Compilation album by Eloy
- Released: 24 February 2003
- Recorded: 1975–1998
- Genre: Progressive rock
- Length: 155:45
- Label: Harvest / EMI Electrola

Eloy chronology
| Ocean 2: The Answer (1998) | Timeless Passages (2003) | Visionary (2009) |

Audio sample
- "Poseidon's Creation" (live in Munich, 1994)file; help;

= Timeless Passages =

Timeless Passages is a double compilation album by the German rock band Eloy, released in 2003.

It compiles songs from every Eloy studio album released between 1975 and 1998, except Performance (1983) and Destination (1992). It also includes a previously unreleased live version of the song "Poseidon's Creation", recorded in Munich in 1994.

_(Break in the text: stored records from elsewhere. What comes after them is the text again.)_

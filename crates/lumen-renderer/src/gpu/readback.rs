//! Reading GPU buffers back to the CPU
//!
//! Mapping is callback driven in wgpu. The callback resolves a oneshot
//! channel and `Device::poll` drives it to completion, so the whole read is a
//! single future that finishes on the calling thread.

use futures::channel::oneshot;
use lumen_core::logging::LogCategory;
use lumen_core::lumen_trace;
use wgpu::{
    Buffer, BufferAddress, BufferDescriptor, BufferUsages, CommandEncoderDescriptor, Device,
    Maintain, MapMode, Queue,
};

use crate::error::{RendererError, Result};

/// Copy `size` bytes from the start of `source` into a staging buffer and
/// read them back.
///
/// `source` needs `COPY_SRC` usage and `size` must be a multiple of
/// [`wgpu::COPY_BUFFER_ALIGNMENT`].
pub async fn read_buffer(
    device: &Device,
    queue: &Queue,
    source: &Buffer,
    size: BufferAddress,
) -> Result<Vec<u8>> {
    if size % wgpu::COPY_BUFFER_ALIGNMENT != 0 {
        return Err(RendererError::MisalignedCopy(size));
    }

    let staging = device.create_buffer(&BufferDescriptor {
        label: Some("Readback staging buffer"),
        size,
        usage: BufferUsages::MAP_READ | BufferUsages::COPY_DST,
        mapped_at_creation: false,
    });

    let mut encoder = device.create_command_encoder(&CommandEncoderDescriptor {
        label: Some("Readback encoder"),
    });
    encoder.copy_buffer_to_buffer(source, 0, &staging, 0, size);
    queue.submit(std::iter::once(encoder.finish()));

    map_read(device, &staging).await
}

/// Map a `MAP_READ` buffer, copy its contents out and unmap it again
pub async fn map_read(device: &Device, buffer: &Buffer) -> Result<Vec<u8>> {
    let slice = buffer.slice(..);
    let (sender, receiver) = oneshot::channel();

    slice.map_async(MapMode::Read, move |result| {
        // The receiver only disappears if the caller gave up on the future
        let _ = sender.send(result);
    });

    lumen_trace!(LogCategory::Gpu, size = buffer.size(), "Waiting for buffer map");
    let _ = device.poll(Maintain::Wait);

    receiver.await.map_err(|_| RendererError::MapChannelClosed)??;

    let bytes = slice.get_mapped_range().to_vec();
    buffer.unmap();
    Ok(bytes)
}
//! Render pipeline for position + color geometry

use wgpu::{
    BlendComponent, BlendFactor, BlendOperation, BlendState, ColorTargetState, ColorWrites,
    Device, FragmentState, FrontFace, MultisampleState, PipelineCompilationOptions, PolygonMode,
    PrimitiveState, PrimitiveTopology, RenderPipeline, RenderPipelineDescriptor, ShaderModule,
    TextureFormat, VertexAttribute, VertexBufferLayout, VertexState, VertexStepMode,
};

use crate::gpu::limits::VERTEX_STRIDE;
use crate::shader::{FRAGMENT_ENTRY_POINT, VERTEX_ENTRY_POINT};

/// `@location(0)` position, `@location(1)` color
pub const VERTEX_ATTRIBUTES: [VertexAttribute; 2] =
    wgpu::vertex_attr_array![0 => Float32x2, 1 => Float32x3];

/// Layout of one interleaved `[x, y, r, g, b]` record
pub fn vertex_layout() -> VertexBufferLayout<'static> {
    VertexBufferLayout {
        array_stride: VERTEX_STRIDE,
        step_mode: VertexStepMode::Vertex,
        attributes: &VERTEX_ATTRIBUTES,
    }
}

/// Straight alpha blending on color, destination alpha kept as is
pub const GEOMETRY_BLEND: BlendState = BlendState {
    color: BlendComponent {
        src_factor: BlendFactor::SrcAlpha,
        dst_factor: BlendFactor::OneMinusSrcAlpha,
        operation: BlendOperation::Add,
    },
    alpha: BlendComponent {
        src_factor: BlendFactor::Zero,
        dst_factor: BlendFactor::One,
        operation: BlendOperation::Add,
    },
};

pub fn primitive_state() -> PrimitiveState {
    PrimitiveState {
        topology: PrimitiveTopology::TriangleList,
        strip_index_format: None,
        front_face: FrontFace::Ccw,
        // Keep both windings visible
        cull_mode: None,
        unclipped_depth: false,
        polygon_mode: PolygonMode::Fill,
        conservative: false,
    }
}

/// Pipeline drawing indexed triangles into a single color target
pub struct GeometryPipeline {
    pipeline: RenderPipeline,
    format: TextureFormat,
}

impl GeometryPipeline {
    /// The layout is left to wgpu, derived from the shader.
    pub fn new(device: &Device, shader: &ShaderModule, format: TextureFormat) -> Self {
        let buffers = [vertex_layout()];
        let targets = [Some(ColorTargetState {
            format,
            blend: Some(GEOMETRY_BLEND),
            write_mask: ColorWrites::ALL,
        })];

        let pipeline = device.create_render_pipeline(&RenderPipelineDescriptor {
            label: Some("Geometry pipeline"),
            layout: None,
            vertex: VertexState {
                module: shader,
                entry_point: VERTEX_ENTRY_POINT,
                compilation_options: PipelineCompilationOptions::default(),
                buffers: &buffers,
            },
            primitive: primitive_state(),
            depth_stencil: None,
            multisample: MultisampleState {
                count: 1,
                mask: !0,
                alpha_to_coverage_enabled: false,
            },
            fragment: Some(FragmentState {
                module: shader,
                entry_point: FRAGMENT_ENTRY_POINT,
                compilation_options: PipelineCompilationOptions::default(),
                targets: &targets,
            }),
            multiview: None,
        });

        Self { pipeline, format }
    }

    pub fn pipeline(&self) -> &RenderPipeline {
        &self.pipeline
    }

    pub fn format(&self) -> TextureFormat {
        self.format
    }
}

The songs were selected by Eloy leader Frank Bornemann, who was approached by EMI Electrola with the vision to create an "organic unity through musical transitions between the songs", a task Bornemann found "extremely difficult to realize". Sorting the songs in order to match EMI's vision was done by the band's longtime graphics designer and friend Michael Narten, and master engineer Hans-Jörg Maucksch.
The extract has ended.